* PROBLEM DESCRIPTION *
From the records below, take each line where the string "server" shows up and copy it.
════
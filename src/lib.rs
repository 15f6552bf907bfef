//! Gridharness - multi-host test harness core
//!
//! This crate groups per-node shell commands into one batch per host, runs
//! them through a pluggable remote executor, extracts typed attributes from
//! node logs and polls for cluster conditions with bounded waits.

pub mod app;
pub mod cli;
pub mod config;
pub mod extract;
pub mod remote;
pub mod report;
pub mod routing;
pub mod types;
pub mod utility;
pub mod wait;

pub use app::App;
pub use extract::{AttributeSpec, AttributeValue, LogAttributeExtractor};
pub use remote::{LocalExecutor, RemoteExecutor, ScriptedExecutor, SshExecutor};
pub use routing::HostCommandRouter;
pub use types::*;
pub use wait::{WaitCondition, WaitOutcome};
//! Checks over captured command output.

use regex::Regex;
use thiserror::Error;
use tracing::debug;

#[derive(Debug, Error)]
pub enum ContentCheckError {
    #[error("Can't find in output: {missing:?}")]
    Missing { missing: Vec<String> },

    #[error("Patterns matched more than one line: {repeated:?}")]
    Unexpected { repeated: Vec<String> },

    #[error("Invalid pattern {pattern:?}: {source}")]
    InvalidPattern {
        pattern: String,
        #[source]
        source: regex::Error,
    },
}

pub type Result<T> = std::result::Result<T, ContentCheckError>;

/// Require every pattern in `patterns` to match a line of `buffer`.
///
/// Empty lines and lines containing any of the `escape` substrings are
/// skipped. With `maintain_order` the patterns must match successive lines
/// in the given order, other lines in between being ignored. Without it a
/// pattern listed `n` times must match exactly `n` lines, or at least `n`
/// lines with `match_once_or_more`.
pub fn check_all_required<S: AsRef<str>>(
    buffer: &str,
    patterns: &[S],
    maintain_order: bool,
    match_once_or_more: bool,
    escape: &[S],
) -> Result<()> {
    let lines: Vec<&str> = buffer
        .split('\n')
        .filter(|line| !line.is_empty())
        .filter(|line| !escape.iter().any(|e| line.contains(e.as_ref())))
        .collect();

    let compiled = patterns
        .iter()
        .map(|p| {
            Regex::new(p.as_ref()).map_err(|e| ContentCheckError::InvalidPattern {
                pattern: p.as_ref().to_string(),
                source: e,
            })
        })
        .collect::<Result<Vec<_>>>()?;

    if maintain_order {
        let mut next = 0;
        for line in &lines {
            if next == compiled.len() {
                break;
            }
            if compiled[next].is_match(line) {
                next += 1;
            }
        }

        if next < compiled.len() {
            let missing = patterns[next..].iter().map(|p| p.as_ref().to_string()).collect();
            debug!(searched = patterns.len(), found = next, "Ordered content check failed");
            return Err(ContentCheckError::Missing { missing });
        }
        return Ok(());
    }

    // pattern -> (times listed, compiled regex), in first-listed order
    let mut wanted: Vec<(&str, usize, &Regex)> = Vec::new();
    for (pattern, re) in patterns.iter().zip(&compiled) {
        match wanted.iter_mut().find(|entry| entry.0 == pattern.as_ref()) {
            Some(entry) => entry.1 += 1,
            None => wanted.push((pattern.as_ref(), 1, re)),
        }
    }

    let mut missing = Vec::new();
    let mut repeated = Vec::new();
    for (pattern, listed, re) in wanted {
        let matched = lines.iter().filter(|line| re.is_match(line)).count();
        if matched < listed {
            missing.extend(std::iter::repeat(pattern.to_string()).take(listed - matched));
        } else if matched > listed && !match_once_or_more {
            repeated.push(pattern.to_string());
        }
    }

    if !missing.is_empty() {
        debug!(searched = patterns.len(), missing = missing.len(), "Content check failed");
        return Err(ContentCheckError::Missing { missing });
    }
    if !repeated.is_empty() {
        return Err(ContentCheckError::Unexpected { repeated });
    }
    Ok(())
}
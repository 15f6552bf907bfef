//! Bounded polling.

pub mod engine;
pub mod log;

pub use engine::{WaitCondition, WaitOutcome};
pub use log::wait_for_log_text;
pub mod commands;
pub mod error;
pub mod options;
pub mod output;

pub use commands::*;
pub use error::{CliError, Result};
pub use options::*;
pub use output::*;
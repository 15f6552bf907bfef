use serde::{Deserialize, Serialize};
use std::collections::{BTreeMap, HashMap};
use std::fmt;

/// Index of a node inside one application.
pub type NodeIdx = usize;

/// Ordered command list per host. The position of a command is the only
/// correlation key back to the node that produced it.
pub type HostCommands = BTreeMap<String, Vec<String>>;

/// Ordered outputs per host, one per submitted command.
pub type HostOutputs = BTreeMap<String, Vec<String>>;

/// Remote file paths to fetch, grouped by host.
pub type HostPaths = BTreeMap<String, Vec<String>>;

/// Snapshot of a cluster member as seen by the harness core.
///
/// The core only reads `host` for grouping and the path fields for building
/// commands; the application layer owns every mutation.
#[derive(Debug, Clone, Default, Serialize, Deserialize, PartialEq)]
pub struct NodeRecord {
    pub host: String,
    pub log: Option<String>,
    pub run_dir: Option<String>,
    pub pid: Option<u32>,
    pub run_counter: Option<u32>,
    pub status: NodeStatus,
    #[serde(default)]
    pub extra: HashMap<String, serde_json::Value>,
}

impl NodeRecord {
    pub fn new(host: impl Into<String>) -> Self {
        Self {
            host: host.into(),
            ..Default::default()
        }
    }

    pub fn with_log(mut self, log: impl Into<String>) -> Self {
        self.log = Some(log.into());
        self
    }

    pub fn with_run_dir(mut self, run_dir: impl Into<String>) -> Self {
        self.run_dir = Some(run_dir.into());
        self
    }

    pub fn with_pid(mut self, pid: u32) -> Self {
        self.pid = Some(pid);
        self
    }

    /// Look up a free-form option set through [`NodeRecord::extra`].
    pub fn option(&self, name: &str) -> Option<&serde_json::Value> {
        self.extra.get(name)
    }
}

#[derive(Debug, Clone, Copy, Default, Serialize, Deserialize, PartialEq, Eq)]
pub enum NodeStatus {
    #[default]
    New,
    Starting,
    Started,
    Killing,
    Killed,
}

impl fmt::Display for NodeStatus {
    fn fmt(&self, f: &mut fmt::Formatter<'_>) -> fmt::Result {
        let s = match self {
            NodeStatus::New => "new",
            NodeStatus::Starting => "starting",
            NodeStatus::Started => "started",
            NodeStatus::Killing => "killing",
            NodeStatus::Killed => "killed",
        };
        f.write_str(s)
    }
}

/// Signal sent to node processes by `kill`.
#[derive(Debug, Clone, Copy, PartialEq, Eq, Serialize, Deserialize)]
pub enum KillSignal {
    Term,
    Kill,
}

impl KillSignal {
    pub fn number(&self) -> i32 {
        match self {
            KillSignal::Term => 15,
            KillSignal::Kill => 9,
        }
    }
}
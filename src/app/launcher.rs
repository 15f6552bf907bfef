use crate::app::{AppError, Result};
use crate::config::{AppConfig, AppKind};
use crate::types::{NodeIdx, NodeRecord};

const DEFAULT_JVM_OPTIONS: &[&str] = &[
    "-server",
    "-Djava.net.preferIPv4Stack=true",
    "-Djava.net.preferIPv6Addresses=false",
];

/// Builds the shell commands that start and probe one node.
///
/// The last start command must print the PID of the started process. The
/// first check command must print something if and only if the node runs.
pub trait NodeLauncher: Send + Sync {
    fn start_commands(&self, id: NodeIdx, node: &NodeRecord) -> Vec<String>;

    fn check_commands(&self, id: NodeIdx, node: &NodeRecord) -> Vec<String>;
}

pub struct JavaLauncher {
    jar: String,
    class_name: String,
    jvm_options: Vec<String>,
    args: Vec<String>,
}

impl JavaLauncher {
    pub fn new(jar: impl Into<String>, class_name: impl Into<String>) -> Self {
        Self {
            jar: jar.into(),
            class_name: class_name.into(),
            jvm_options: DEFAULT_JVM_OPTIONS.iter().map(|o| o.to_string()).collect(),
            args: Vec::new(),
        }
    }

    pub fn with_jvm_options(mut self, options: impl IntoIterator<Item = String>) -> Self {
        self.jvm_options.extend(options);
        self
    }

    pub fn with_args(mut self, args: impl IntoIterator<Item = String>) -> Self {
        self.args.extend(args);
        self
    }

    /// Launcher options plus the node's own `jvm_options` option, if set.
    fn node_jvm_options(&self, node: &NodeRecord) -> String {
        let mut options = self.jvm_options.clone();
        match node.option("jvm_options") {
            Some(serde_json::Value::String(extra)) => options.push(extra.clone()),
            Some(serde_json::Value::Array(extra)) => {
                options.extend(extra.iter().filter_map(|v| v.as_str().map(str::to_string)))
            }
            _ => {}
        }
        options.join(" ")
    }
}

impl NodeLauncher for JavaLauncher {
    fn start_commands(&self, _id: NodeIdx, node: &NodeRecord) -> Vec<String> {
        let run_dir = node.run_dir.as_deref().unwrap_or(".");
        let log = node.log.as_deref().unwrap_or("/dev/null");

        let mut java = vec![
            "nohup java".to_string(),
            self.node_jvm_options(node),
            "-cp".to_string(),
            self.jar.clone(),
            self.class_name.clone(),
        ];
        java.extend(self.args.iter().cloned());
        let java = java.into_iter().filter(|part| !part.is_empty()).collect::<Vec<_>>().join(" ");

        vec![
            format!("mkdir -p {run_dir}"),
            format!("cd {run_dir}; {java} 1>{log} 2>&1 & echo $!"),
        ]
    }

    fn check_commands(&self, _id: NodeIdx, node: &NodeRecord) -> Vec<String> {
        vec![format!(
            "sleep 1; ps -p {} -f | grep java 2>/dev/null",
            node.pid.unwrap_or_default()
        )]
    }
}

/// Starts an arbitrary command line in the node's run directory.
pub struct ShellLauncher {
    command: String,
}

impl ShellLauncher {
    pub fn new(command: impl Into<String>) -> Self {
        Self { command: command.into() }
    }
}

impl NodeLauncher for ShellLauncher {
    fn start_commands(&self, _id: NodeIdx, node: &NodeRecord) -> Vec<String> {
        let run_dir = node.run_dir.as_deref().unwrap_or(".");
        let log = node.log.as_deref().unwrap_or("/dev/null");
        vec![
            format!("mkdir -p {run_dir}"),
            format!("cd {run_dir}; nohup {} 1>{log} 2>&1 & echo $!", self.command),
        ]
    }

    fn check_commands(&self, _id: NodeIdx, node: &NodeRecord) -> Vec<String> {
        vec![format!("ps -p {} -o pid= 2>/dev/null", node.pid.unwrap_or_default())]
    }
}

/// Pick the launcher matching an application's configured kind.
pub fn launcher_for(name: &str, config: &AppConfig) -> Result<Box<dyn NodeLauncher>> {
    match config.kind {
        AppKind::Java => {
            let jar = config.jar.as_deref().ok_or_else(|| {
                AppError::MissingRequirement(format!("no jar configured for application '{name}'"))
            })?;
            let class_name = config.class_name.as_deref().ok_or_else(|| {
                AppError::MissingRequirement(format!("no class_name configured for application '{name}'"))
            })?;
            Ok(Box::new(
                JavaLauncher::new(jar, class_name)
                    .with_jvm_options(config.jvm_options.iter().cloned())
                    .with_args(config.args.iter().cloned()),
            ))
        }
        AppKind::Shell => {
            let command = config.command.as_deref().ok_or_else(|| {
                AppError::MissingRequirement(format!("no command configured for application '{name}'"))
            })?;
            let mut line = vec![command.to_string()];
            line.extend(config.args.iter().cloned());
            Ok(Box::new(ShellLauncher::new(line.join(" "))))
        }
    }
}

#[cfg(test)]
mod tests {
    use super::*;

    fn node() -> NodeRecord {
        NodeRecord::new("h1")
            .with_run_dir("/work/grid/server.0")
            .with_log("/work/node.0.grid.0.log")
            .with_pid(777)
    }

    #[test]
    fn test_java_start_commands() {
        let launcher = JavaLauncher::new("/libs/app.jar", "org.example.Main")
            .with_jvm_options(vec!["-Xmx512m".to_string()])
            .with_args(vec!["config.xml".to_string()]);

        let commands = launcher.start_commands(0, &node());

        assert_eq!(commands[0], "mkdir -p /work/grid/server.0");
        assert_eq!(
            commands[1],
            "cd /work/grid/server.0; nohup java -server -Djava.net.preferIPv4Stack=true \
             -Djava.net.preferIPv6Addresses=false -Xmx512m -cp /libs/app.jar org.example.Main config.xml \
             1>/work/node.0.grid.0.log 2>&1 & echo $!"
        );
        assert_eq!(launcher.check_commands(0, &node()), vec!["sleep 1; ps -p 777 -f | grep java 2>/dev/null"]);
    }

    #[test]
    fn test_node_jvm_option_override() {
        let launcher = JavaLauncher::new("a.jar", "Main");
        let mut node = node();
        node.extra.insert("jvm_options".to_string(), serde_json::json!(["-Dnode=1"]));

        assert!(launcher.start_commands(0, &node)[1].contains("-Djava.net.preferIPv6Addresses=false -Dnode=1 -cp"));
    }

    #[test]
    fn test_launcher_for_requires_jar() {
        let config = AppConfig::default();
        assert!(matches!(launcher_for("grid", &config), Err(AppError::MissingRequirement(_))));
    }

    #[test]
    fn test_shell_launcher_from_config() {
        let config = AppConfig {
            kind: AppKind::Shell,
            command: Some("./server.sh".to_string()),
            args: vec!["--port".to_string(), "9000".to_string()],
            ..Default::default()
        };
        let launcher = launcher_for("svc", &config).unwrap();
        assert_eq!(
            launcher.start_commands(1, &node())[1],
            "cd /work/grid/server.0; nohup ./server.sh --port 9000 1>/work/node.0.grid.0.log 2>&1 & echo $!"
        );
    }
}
════
* RESPONSE FOR THIS EXERCISE *
    "-server",
            .with_run_dir("/work/grid/server.0")
        assert_eq!(commands[0], "mkdir -p /work/grid/server.0");
            "cd /work/grid/server.0; nohup java -server -Djava.net.preferIPv4Stack=true \
            command: Some("./server.sh".to_string()),
            "cd /work/grid/server.0; nohup ./server.sh --port 9000 1>/work/node.0.grid.0.log 2>&1 & echo $!"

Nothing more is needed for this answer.